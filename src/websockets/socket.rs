use async_trait::async_trait;
use axum::extract::ws::{Message, WebSocket};
use futures::stream::StreamExt;
use std::sync::Arc;
use tokio::sync::mpsc;
use tracing::trace;

/// Text frames in, text frames out
#[async_trait]
pub trait SocketWrapper: Send {
    async fn send_message(&mut self, message: String) -> Result<(), SocketError>;

    /// Next text frame, `None` once the peer has gone away
    async fn receive_message(&mut self) -> Result<Option<String>, SocketError>;

    async fn close(&mut self) -> Result<(), SocketError>;
}

/// Receives every inbound text frame of a connection
#[async_trait]
pub trait MessageHandler: Send + Sync {
    async fn handle_message(&self, connection_id: &str, message: String);
}

#[derive(Debug)]
pub enum SocketError {
    SendFailed(String),
    ReceiveFailed(String),
}

#[async_trait]
impl SocketWrapper for WebSocket {
    async fn send_message(&mut self, message: String) -> Result<(), SocketError> {
        self.send(Message::Text(message))
            .await
            .map_err(|e| SocketError::SendFailed(e.to_string()))
    }

    async fn receive_message(&mut self) -> Result<Option<String>, SocketError> {
        loop {
            match self.next().await {
                Some(Ok(Message::Text(text))) => return Ok(Some(text)),
                Some(Ok(Message::Close(_))) | None => return Ok(None),
                // Ping/pong is answered by axum; binary frames carry nothing we understand
                Some(Ok(other)) => trace!(frame = ?other, "Skipping non-text frame"),
                Some(Err(e)) => return Err(SocketError::ReceiveFailed(e.to_string())),
            }
        }
    }

    async fn close(&mut self) -> Result<(), SocketError> {
        self.send(Message::Close(None))
            .await
            .map_err(|e| SocketError::SendFailed(e.to_string()))
    }
}

/// One client connection. Pumps the outbound channel filled by the
/// ConnectionManager into the socket, and inbound frames into the handler.
pub struct Connection {
    pub connection_id: String,
    socket: Box<dyn SocketWrapper>,
    outbound_receiver: mpsc::UnboundedReceiver<String>,
    message_handler: Arc<dyn MessageHandler>,
}

impl Connection {
    pub fn new(
        connection_id: String,
        socket: Box<dyn SocketWrapper>,
        outbound_receiver: mpsc::UnboundedReceiver<String>,
        message_handler: Arc<dyn MessageHandler>,
    ) -> Self {
        Self {
            connection_id,
            socket,
            outbound_receiver,
            message_handler,
        }
    }

    /// Runs until either side disconnects
    pub async fn run(mut self) -> Result<(), SocketError> {
        loop {
            tokio::select! {
                msg = self.outbound_receiver.recv() => {
                    match msg {
                        Some(message) => self.socket.send_message(message).await?,
                        None => break,
                    }
                }

                msg = self.socket.receive_message() => {
                    match msg? {
                        Some(message) => {
                            self.message_handler
                                .handle_message(&self.connection_id, message)
                                .await;
                        }
                        None => break,
                    }
                }
            }
        }

        let _ = self.socket.close().await;
        Ok(())
    }
}
use chrono::{DateTime, Utc};
use serde::{Deserialize, Serialize};
use serde_json::{Map, Value};

/// Lowest and highest point value a bug can carry
pub const MIN_BUG_LEVEL: u8 = 1;
pub const MAX_BUG_LEVEL: u8 = 4;

/// 2D coordinate in arena space
#[derive(Debug, Clone, Copy, Default, PartialEq, Serialize, Deserialize)]
pub struct Position {
    pub x: f64,
    pub y: f64,
}

impl Position {
    pub fn new(x: f64, y: f64) -> Self {
        Self { x, y }
    }
}

/// Whether a room's round is still running
#[derive(Debug, Clone, Copy, Default, PartialEq, Eq, Serialize, Deserialize)]
#[serde(rename_all = "lowercase")]
pub enum RoomStatus {
    #[default]
    Playing,
    Over,
}

/// Projectile owned by a player. Direction, speed and anything else the client
/// attaches are carried through untouched.
#[derive(Debug, Clone, Default, PartialEq, Serialize, Deserialize)]
pub struct Bullet {
    pub position: Position,
    #[serde(flatten)]
    pub motion: Map<String, Value>,
}

impl Bullet {
    pub fn at(position: Position) -> Self {
        Self {
            position,
            motion: Map::new(),
        }
    }
}

/// Enemy spawned into a room. Health is decided by clients; level is the score
/// awarded when it is killed.
#[derive(Debug, Clone, PartialEq, Serialize, Deserialize)]
pub struct Bug {
    pub id: String,
    pub health: i64,
    pub level: u8,
    #[serde(default, skip_serializing_if = "Option::is_none")]
    pub position: Option<Position>,
}

impl Bug {
    pub fn new(id: impl Into<String>, health: i64, level: u8) -> Self {
        Self {
            id: id.into(),
            health,
            level,
            position: None,
        }
    }

    pub fn has_valid_level(&self) -> bool {
        (MIN_BUG_LEVEL..=MAX_BUG_LEVEL).contains(&self.level)
    }
}

/// Player as seen inside one room
#[derive(Debug, Clone, PartialEq, Serialize, Deserialize)]
#[serde(rename_all = "camelCase")]
pub struct RoomPlayer {
    pub id: String,
    #[serde(default, skip_serializing_if = "Option::is_none")]
    pub name: Option<String>,
    #[serde(default)]
    pub position: Position,
    #[serde(default)]
    pub last_active_at: Option<DateTime<Utc>>,
    #[serde(default)]
    pub bullets: Vec<Bullet>,
}

impl RoomPlayer {
    pub fn new(id: impl Into<String>) -> Self {
        Self {
            id: id.into(),
            name: None,
            position: Position::default(),
            last_active_at: None,
            bullets: Vec::new(),
        }
    }

    /// A player that never reported activity counts as inactive.
    pub fn is_inactive(&self, now: DateTime<Utc>, timeout: chrono::Duration) -> bool {
        match self.last_active_at {
            Some(last_active_at) => now - last_active_at > timeout,
            None => true,
        }
    }
}

/// A shared arena session
#[derive(Debug, Clone, PartialEq, Serialize, Deserialize)]
#[serde(rename_all = "camelCase")]
pub struct Room {
    pub id: String,
    pub players: Vec<RoomPlayer>,
    pub bugs: Vec<Bug>,
    pub max_bugs: usize,
    pub score: u64,
    pub status: RoomStatus,
    pub created_at: DateTime<Utc>,
    pub updated_at: DateTime<Utc>,
}

impl Room {
    /// Creates a playing room whose only member is `creator`
    pub fn new(
        id: impl Into<String>,
        creator: RoomPlayer,
        max_bugs: usize,
        now: DateTime<Utc>,
    ) -> Self {
        Self {
            id: id.into(),
            players: vec![RoomPlayer::joining(creator, now)],
            bugs: Vec::new(),
            max_bugs,
            score: 0,
            status: RoomStatus::Playing,
            created_at: now,
            updated_at: now,
        }
    }

    pub fn player_count(&self) -> usize {
        self.players.len()
    }

    pub fn has_player(&self, player_id: &str) -> bool {
        self.players.iter().any(|p| p.id == player_id)
    }

    pub fn player(&self, player_id: &str) -> Option<&RoomPlayer> {
        self.players.iter().find(|p| p.id == player_id)
    }

    pub fn player_mut(&mut self, player_id: &str) -> Option<&mut RoomPlayer> {
        self.players.iter_mut().find(|p| p.id == player_id)
    }

    pub fn bug(&self, bug_id: &str) -> Option<&Bug> {
        self.bugs.iter().find(|b| b.id == bug_id)
    }

    pub fn is_bug_capacity_reached(&self) -> bool {
        self.bugs.len() >= self.max_bugs
    }

    pub fn touch(&mut self, now: DateTime<Utc>) {
        self.updated_at = now;
    }

    pub fn is_inactive(&self, now: DateTime<Utc>, max_inactive: chrono::Duration) -> bool {
        now - self.updated_at > max_inactive
    }
}

impl RoomPlayer {
    /// Normalises a player entering a room: fresh activity stamp, no bullets.
    pub(crate) fn joining(mut player: RoomPlayer, now: DateTime<Utc>) -> Self {
        player.last_active_at = Some(now);
        player.bullets.clear();
        player
    }
}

* AIM OF THE EXERCISE
Please set down the whole listing above without altering a single line.

* YOUR RESPONSE
filename src/websockets/socket.rs
use async_trait::async_trait;
use axum::extract::ws::{Message, WebSocket};
use futures::stream::StreamExt;
use std::sync::Arc;
use tokio::sync::mpsc;
use tracing::trace;

/// Text frames in, text frames out
#[async_trait]
pub trait SocketWrapper: Send {
    async fn send_message(&mut self, message: String) -> Result<(), SocketError>;

    /// Next text frame, `None` once the peer has gone away
    async fn receive_message(&mut self) -> Result<Option<String>, SocketError>;

    async fn close(&mut self) -> Result<(), SocketError>;
}

/// Receives every inbound text frame of a connection
#[async_trait]
pub trait MessageHandler: Send + Sync {
    async fn handle_message(&self, connection_id: &str, message: String);
}

#[derive(Debug)]
pub enum SocketError {
    SendFailed(String),
    ReceiveFailed(String),
}

#[async_trait]
impl SocketWrapper for WebSocket {
    async fn send_message(&mut self, message: String) -> Result<(), SocketError> {
        self.send(Message::Text(message))
            .await
            .map_err(|e| SocketError::SendFailed(e.to_string()))
    }

    async fn receive_message(&mut self) -> Result<Option<String>, SocketError> {
        loop {
            match self.next().await {
                Some(Ok(Message::Text(text))) => return Ok(Some(text)),
                Some(Ok(Message::Close(_))) | None => return Ok(None),
                // Ping/pong is answered by axum; binary frames carry nothing we understand
                Some(Ok(other)) => trace!(frame = ?other, "Skipping non-text frame"),
                Some(Err(e)) => return Err(SocketError::ReceiveFailed(e.to_string())),
            }
        }
    }

    async fn close(&mut self) -> Result<(), SocketError> {
        self.send(Message::Close(None))
            .await
            .map_err(|e| SocketError::SendFailed(e.to_string()))
    }
}

/// One client connection. Pumps the outbound channel filled by the
/// ConnectionManager into the socket, and inbound frames into the handler.
pub struct Connection {
    pub connection_id: String,
    socket: Box<dyn SocketWrapper>,
    outbound_receiver: mpsc::UnboundedReceiver<String>,
    message_handler: Arc<dyn MessageHandler>,
}

impl Connection {
    pub fn new(
        connection_id: String,
        socket: Box<dyn SocketWrapper>,
        outbound_receiver: mpsc::UnboundedReceiver<String>,
        message_handler: Arc<dyn MessageHandler>,
    ) -> Self {
        Self {
            connection_id,
            socket,
            outbound_receiver,
            message_handler,
        }
    }

    /// Runs until either side disconnects
    pub async fn run(mut self) -> Result<(), SocketError> {
        loop {
            tokio::select! {
                msg = self.outbound_receiver.recv() => {
                    match msg {
                        Some(message) => self.socket.send_message(message).await?,
                        None => break,
                    }
                }

                msg = self.socket.receive_message() => {
                    match msg? {
                        Some(message) => {
                            self.message_handler
                                .handle_message(&self.connection_id, message)
                                .await;
                        }
                        None => break,
                    }
                }
            }
        }

        let _ = self.socket.close().await;
        Ok(())
    }
}
use chrono::{DateTime, Utc};
use serde::{Deserialize, Serialize};
use serde_json::{Map, Value};

/// Lowest and highest point value a bug can carry
pub const MIN_BUG_LEVEL: u8 = 1;
pub const MAX_BUG_LEVEL: u8 = 4;

/// 2D coordinate in arena space
#[derive(Debug, Clone, Copy, Default, PartialEq, Serialize, Deserialize)]
pub struct Position {
    pub x: f64,
    pub y: f64,
}

impl Position {
    pub fn new(x: f64, y: f64) -> Self {
        Self { x, y }
    }
}

/// Whether a room's round is still running
#[derive(Debug, Clone, Copy, Default, PartialEq, Eq, Serialize, Deserialize)]
#[serde(rename_all = "lowercase")]
pub enum RoomStatus {
    #[default]
    Playing,
    Over,
}

/// Projectile owned by a player. Direction, speed and anything else the client
/// attaches are carried through untouched.
#[derive(Debug, Clone, Default, PartialEq, Serialize, Deserialize)]
pub struct Bullet {
    pub position: Position,
    #[serde(flatten)]
    pub motion: Map<String, Value>,
}

impl Bullet {
    pub fn at(position: Position) -> Self {
        Self {
            position,
            motion: Map::new(),
        }
    }
}

/// Enemy spawned into a room. Health is decided by clients; level is the score
/// awarded when it is killed.
#[derive(Debug, Clone, PartialEq, Serialize, Deserialize)]
pub struct Bug {
    pub id: String,
    pub health: i64,
    pub level: u8,
    #[serde(default, skip_serializing_if = "Option::is_none")]
    pub position: Option<Position>,
}

impl Bug {
    pub fn new(id: impl Into<String>, health: i64, level: u8) -> Self {
        Self {
            id: id.into(),
            health,
            level,
            position: None,
        }
    }

    pub fn has_valid_level(&self) -> bool {
        (MIN_BUG_LEVEL..=MAX_BUG_LEVEL).contains(&self.level)
    }
}

/// Player as seen inside one room
#[derive(Debug, Clone, PartialEq, Serialize, Deserialize)]
#[serde(rename_all = "camelCase")]
pub struct RoomPlayer {
    pub id: String,
    #[serde(default, skip_serializing_if = "Option::is_none")]
    pub name: Option<String>,
    #[serde(default)]
    pub position: Position,
    #[serde(default)]
    pub last_active_at: Option<DateTime<Utc>>,
    #[serde(default)]
    pub bullets: Vec<Bullet>,
}

impl RoomPlayer {
    pub fn new(id: impl Into<String>) -> Self {
        Self {
            id: id.into(),
            name: None,
            position: Position::default(),
            last_active_at: None,
            bullets: Vec::new(),
        }
    }

    /// A player that never reported activity counts as inactive.
    pub fn is_inactive(&self, now: DateTime<Utc>, timeout: chrono::Duration) -> bool {
        match self.last_active_at {
            Some(last_active_at) => now - last_active_at > timeout,
            None => true,
        }
    }
}

/// A shared arena session
#[derive(Debug, Clone, PartialEq, Serialize, Deserialize)]
#[serde(rename_all = "camelCase")]
pub struct Room {
    pub id: String,
    pub players: Vec<RoomPlayer>,
    pub bugs: Vec<Bug>,
    pub max_bugs: usize,
    pub score: u64,
    pub status: RoomStatus,
    pub created_at: DateTime<Utc>,
    pub updated_at: DateTime<Utc>,
}

impl Room {
    /// Creates a playing room whose only member is `creator`
    pub fn new(
        id: impl Into<String>,
        creator: RoomPlayer,
        max_bugs: usize,
        now: DateTime<Utc>,
    ) -> Self {
        Self {
            id: id.into(),
            players: vec![RoomPlayer::joining(creator, now)],
            bugs: Vec::new(),
            max_bugs,
            score: 0,
            status: RoomStatus::Playing,
            created_at: now,
            updated_at: now,
        }
    }

    pub fn player_count(&self) -> usize {
        self.players.len()
    }

    pub fn has_player(&self, player_id: &str) -> bool {
        self.players.iter().any(|p| p.id == player_id)
    }

    pub fn player(&self, player_id: &str) -> Option<&RoomPlayer> {
        self.players.iter().find(|p| p.id == player_id)
    }

    pub fn player_mut(&mut self, player_id: &str) -> Option<&mut RoomPlayer> {
        self.players.iter_mut().find(|p| p.id == player_id)
    }

    pub fn bug(&self, bug_id: &str) -> Option<&Bug> {
        self.bugs.iter().find(|b| b.id == bug_id)
    }

    pub fn is_bug_capacity_reached(&self) -> bool {
        self.bugs.len() >= self.max_bugs
    }

    pub fn touch(&mut self, now: DateTime<Utc>) {
        self.updated_at = now;
    }

    pub fn is_inactive(&self, now: DateTime<Utc>, max_inactive: chrono::Duration) -> bool {
        now - self.updated_at > max_inactive
    }
}

impl RoomPlayer {
    /// Normalises a player entering a room: fresh activity stamp, no bullets.
    pub(crate) fn joining(mut player: RoomPlayer, now: DateTime<Utc>) -> Self {
        player.last_active_at = Some(now);
        player.bullets.clear();
        player
    }
}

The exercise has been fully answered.